In the beginning, when God created the heavens and the earth, the earth was a formless wasteland, and darkness covered the abyss, while a great wind swept over the waters. Then God said, “Let there be light,” and there was light. (1-3)

God is the Divine Creator. Through his Spirit he claims mastery over the elements of the earth that he formed. He speaks into the darkness and creates the light, pronouncing, “Let there be Light.”

Jesus Christ the only Son of the Father is the Light of the world (Jn 8:12).


Following his Resurrection Jesus summoned the eleven Apostles to the mountain, where he had taught them about discipleship during his Galilean ministry.
“The Eleven” as written by Matthew the Apostle and Evangelist recalls the tragic defection of Judas Iscariot who fulfilled the role assigned to him by God in Salvation History (Mt 27:3-10).

On the mountain the Apostles learn that they are to convert all nations to the teachings of the Messiah. Not by fundamentalism, not by the sword, and not by legerdemain and subterfuge. Rather Jesus’s message is simple: “Love one another as I have loved you,” (Jn 13:34-35).
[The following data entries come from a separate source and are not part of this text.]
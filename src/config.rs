//! Runtime configuration shared by both execution engines

use std::cell::RefCell;
use std::env;
use std::io::{self, Write};
use std::rc::Rc;

use crate::eval::EvalError;

pub const DEFAULT_MAX_CALL_DEPTH: usize = 200;

/// Where `print` output goes
#[derive(Debug, Clone, Default)]
pub enum Output {
    #[default]
    Stdout,
    Buffer(Rc<RefCell<String>>),
}

impl Output {
    /// A capturing sink and a handle for reading what was written
    pub fn buffer() -> (Output, Rc<RefCell<String>>) {
        let buf = Rc::new(RefCell::new(String::new()));
        (Output::Buffer(buf.clone()), buf)
    }

    pub fn write_str(&self, text: &str) -> Result<(), EvalError> {
        match self {
            Output::Stdout => {
                let mut out = io::stdout().lock();
                out.write_all(text.as_bytes())
                    .and_then(|_| out.flush())
                    .map_err(|e| EvalError::Output(e.to_string()))
            }
            Output::Buffer(buf) => {
                buf.borrow_mut().push_str(text);
                Ok(())
            }
        }
    }
}

#[derive(Debug, Clone)]
pub struct Config {
    /// Nested calls allowed before `RecursionLimit`
    pub max_call_depth: usize,
    pub source_name: String,
    pub output: Output,
}

impl Config {
    pub fn new() -> Self {
        Self {
            max_call_depth: DEFAULT_MAX_CALL_DEPTH,
            source_name: "<input>".to_string(),
            output: Output::Stdout,
        }
    }

    /// Defaults, overridden by `SLATE_MAX_DEPTH` when it holds a number
    pub fn from_env() -> Self {
        let config = Self::new();
        match env::var("SLATE_MAX_DEPTH").ok().and_then(|v| v.trim().parse().ok()) {
            Some(depth) => config.with_max_call_depth(depth),
            None => config,
        }
    }

    pub fn with_max_call_depth(mut self, depth: usize) -> Self {
        self.max_call_depth = depth;
        self
    }

    pub fn with_source_name(mut self, name: impl Into<String>) -> Self {
        self.source_name = name.into();
        self
    }

    pub fn with_output(mut self, output: Output) -> Self {
        self.output = output;
        self
    }
}

impl Default for Config {
    fn default() -> Self {
        Self::new()
    }
}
The disciples were as familiar with Jesus’s teachings as they were the site at which he revealed himself. Jesus led the Apostles Peter, James, and John to the summit of Mount Tabor where he was transfigured before them, flanked by Moses and Elijah ,mountain men in their own right,the representatives of the Law and the Prophets respectively (Mt 17:1ff).
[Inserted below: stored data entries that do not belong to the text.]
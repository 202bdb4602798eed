//! Recursive descent parser for slate
//!
//! Expressions use a fixed precedence ladder; each level delegates to
//! the next tighter one:
//!
//! ```text
//! ternary      a ? b : c
//! or           ||  or
//! and          &&
//! low and      and
//! low not      not
//! comparison   == != < > <= >= === !==   (chained)
//! bitwise      & | ^
//! shift        << >>
//! additive     + -
//! term         * / % //
//! power        **                        (right associative)
//! unary        ! ~ - +
//! postfix      call, member, index
//! primary      literal, name, parens
//! ```
//!
//! # Module Structure
//!
//! - `cursor` - lookahead, pushback and snapshots over the lexer
//! - `error` - `SyntaxError`

pub mod cursor;
pub mod error;

pub use cursor::TokenCursor;
pub use error::{ParseResult, SyntaxError};

use std::collections::HashSet;
use std::rc::Rc;

use crate::ast::*;
use crate::lexer::{SpannedToken, Token};
use crate::resolve;

/// Parse a whole program and resolve the scope of every name in it
pub fn parse(input: &str, source_name: &str) -> ParseResult<Program> {
    Parser::new(input, source_name)?.parse_program()
}

pub struct Parser<'a> {
    cursor: TokenCursor<'a>,
    /// Nesting depth of `def` bodies, for rejecting top-level `return`
    function_depth: usize,
}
The Transfiguration offered the Apostles a glimpse of the glory of Jesus’s resurrection, a mystery of the faith that they scarcely understood. Who can truly understand it?

At times the evangelists Matthew, Mark, Luke, and John in their gospels depict the disciples as being fearful, doubtful and obtuse, hard of heart and slow to understand.
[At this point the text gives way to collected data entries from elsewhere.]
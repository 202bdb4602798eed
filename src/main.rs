//! Slate CLI - REPL, file and one-liner execution

use std::env;
use std::fs;
use std::io::{self, BufRead, IsTerminal, Write};
use std::process::ExitCode;

use log::{LevelFilter, Log, Metadata, Record};

use slate::codegen::vm;
use slate::errors::{render_eval_error, render_syntax_error, ErrorConfig};
use slate::{compile, parse, Config, Error, Interpreter, Mode, SourceMap, Value};

const USAGE: &str = "usage: slate [--compile|-c] [--dump] [--no-color] [FILE | -e CODE]";

/// Writes log records to stderr, filtered by `SLATE_LOG`
struct StderrLogger;

impl Log for StderrLogger {
    fn enabled(&self, metadata: &Metadata) -> bool {
        metadata.level() <= log::max_level()
    }

    fn log(&self, record: &Record) {
        if self.enabled(record.metadata()) {
            eprintln!("[{} {}] {}", record.level(), record.target(), record.args());
        }
    }

    fn flush(&self) {}
}

static LOGGER: StderrLogger = StderrLogger;

fn init_logging() {
    let level = env::var("SLATE_LOG")
        .ok()
        .and_then(|v| v.parse::<LevelFilter>().ok())
        .unwrap_or(LevelFilter::Warn);
    if log::set_logger(&LOGGER).is_ok() {
        log::set_max_level(level);
    }
}

#[derive(Debug, Default)]
struct Options {
    mode: Mode,
    dump: bool,
    color: bool,
    file: Option<String>,
    code: Option<String>,
}

fn parse_args(mut args: impl Iterator<Item = String>) -> Result<Options, String> {
    let mut options = Options {
        color: io::stderr().is_terminal(),
        ..Options::default()
    };
    while let Some(arg) = args.next() {
        match arg.as_str() {
            "--compile" | "-c" => options.mode = Mode::Compile,
            "--dump" => options.dump = true,
            "--no-color" => options.color = false,
            "-e" => match args.next() {
                Some(code) => options.code = Some(code),
                None => return Err("-e needs an argument".to_string()),
            },
            "--help" | "-h" => return Err(USAGE.to_string()),
            flag if flag.starts_with('-') => return Err(format!("unknown option '{flag}'\n{USAGE}")),
            _ if options.file.is_some() || options.code.is_some() => {
                return Err(format!("unexpected argument '{arg}'\n{USAGE}"));
            }
            _ => options.file = Some(arg),
        }
    }
    Ok(options)
}

fn main() -> ExitCode {
    init_logging();
    let options = match parse_args(env::args().skip(1)) {
        Ok(options) => options,
        Err(message) => {
            eprintln!("{message}");
            return ExitCode::from(2);
        }
    };

    match (&options.file, &options.code) {
        (Some(path), _) => run_file(path, &options),
        (None, Some(code)) => run_code(code, "<command line>", &options),
        (None, None) => {
            repl(&options);
            ExitCode::SUCCESS
        }
    }
}

fn run_file(path: &str, options: &Options) -> ExitCode {
    match fs::read_to_string(path) {
        Ok(source) => run_code(&source, path, options),
        Err(e) => {
            eprintln!("Error reading {path}: {e}");
            ExitCode::FAILURE
        }
    }
}

fn run_code(source: &str, name: &str, options: &Options) -> ExitCode {
    let config = Config::from_env().with_source_name(name);
    let mut interpreter = Interpreter::new(config);
    let errors = ErrorConfig::new(options.color).with_filename(name);
    match evaluate(source, name, &mut interpreter, options) {
        Ok(_) => ExitCode::SUCCESS,
        Err(e) => {
            eprintln!("{}", render_error(&e, source, &errors));
            ExitCode::FAILURE
        }
    }
}

/// Parse `source` and run it in `interpreter`'s global frame with the
/// selected engine
fn evaluate(source: &str, name: &str, interpreter: &mut Interpreter, options: &Options) -> Result<Value, Error> {
    let program = parse(source, name)?;
    match options.mode {
        Mode::Interpret => Ok(interpreter.run(&program)?),
        Mode::Compile => {
            let unit = compile(&program)?;
            if options.dump {
                eprint!("{}", unit.disassemble());
            }
            Ok(vm::run_unit(interpreter, &unit)?)
        }
    }
}

fn render_error(err: &Error, source: &str, errors: &ErrorConfig) -> String {
    match err {
        Error::Syntax(e) => render_syntax_error(e, &SourceMap::new(source), errors),
        Error::Eval(e) => render_eval_error(e, errors),
        Error::Compile(e) => format!("Compile error: {e}"),
    }
}

fn repl(options: &Options) {
    let engine = match options.mode {
        Mode::Interpret => "interpreter",
        Mode::Compile => "compiled",
    };
    println!("Slate v0.1.0 ({engine}) - Type :help for help, :quit to exit");
    println!();

    let stdin = io::stdin();
    let mut stdout = io::stdout();
    let errors = ErrorConfig::new(options.color).with_filename("<repl>");
    let mut interpreter = Interpreter::new(Config::from_env().with_source_name("<repl>"));

    loop {
        print!("slate> ");
        if stdout.flush().is_err() {
            break;
        }

        let Some(line) = read_line(&stdin) else {
            break;
        };
        let trimmed = line.trim();
        if trimmed.is_empty() {
            continue;
        }

        if trimmed.starts_with(':') {
            match trimmed {
                ":quit" | ":q" => break,
                ":help" | ":h" => {
                    println!("Commands:");
                    println!("  :quit, :q    Exit the REPL");
                    println!("  :help, :h    Show this help");
                    println!();
                    println!("A line ending in ':' starts a block; finish it with an empty line.");
                    println!();
                }
                _ => eprintln!("Unknown command: {trimmed}"),
            }
            continue;
        }

        let mut source = line.clone();
        if trimmed.ends_with(':') {
            loop {
                print!("  ...> ");
                if stdout.flush().is_err() {
                    break;
                }
                match read_line(&stdin) {
                    Some(more) if !more.trim().is_empty() => source.push_str(&more),
                    _ => break,
                }
            }
        }

        match evaluate(&source, "<repl>", &mut interpreter, options) {
            Ok(Value::Null) => {}
            Ok(value) => println!("{}", value.repr()),
            Err(e) => eprintln!("{}", render_error(&e, &source, &errors)),
        }
    }

    println!("Goodbye!");
}

/// One line including its terminator; `None` at end of input
fn read_line(stdin: &io::Stdin) -> Option<String> {
    let mut line = String::new();
    match stdin.lock().read_line(&mut line) {
        Ok(0) | Err(_) => None,
        Ok(_) => {
            if !line.ends_with('\n') {
                line.push('\n');
            }
            Some(line)
        }
    }
}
“The worshipped but they doubted” (Mt 28:17) despite having witnessed many miracles wrought by Jesus before their very eyes.

One night they saw Jesus walking on the water while they were in a boat being tossed about by a storm on the Sea of Galilee (Mk 6:45-53; Mt 14:22-32). They didn’t believe that it was the Lord: they thought it was a ghost.

Then Peter did a courageous thing: he stepped from the boat and began to walk on the water toward Jesus only to grow fearful and sink.

Peter forgot that Jesus, like his Father, held mastery over the elements of nature. (What did Peter expect? His name means “rock”!) “Lord, save me!” Peter cried. “O you of little faith,” Jesus replied. “Why did you doubt?


Christ is full of power, clothed with the authority of heaven. In depicting the resurrected Jesus Matthew draws upon characterizations of God from the Book of the Prophet Daniel.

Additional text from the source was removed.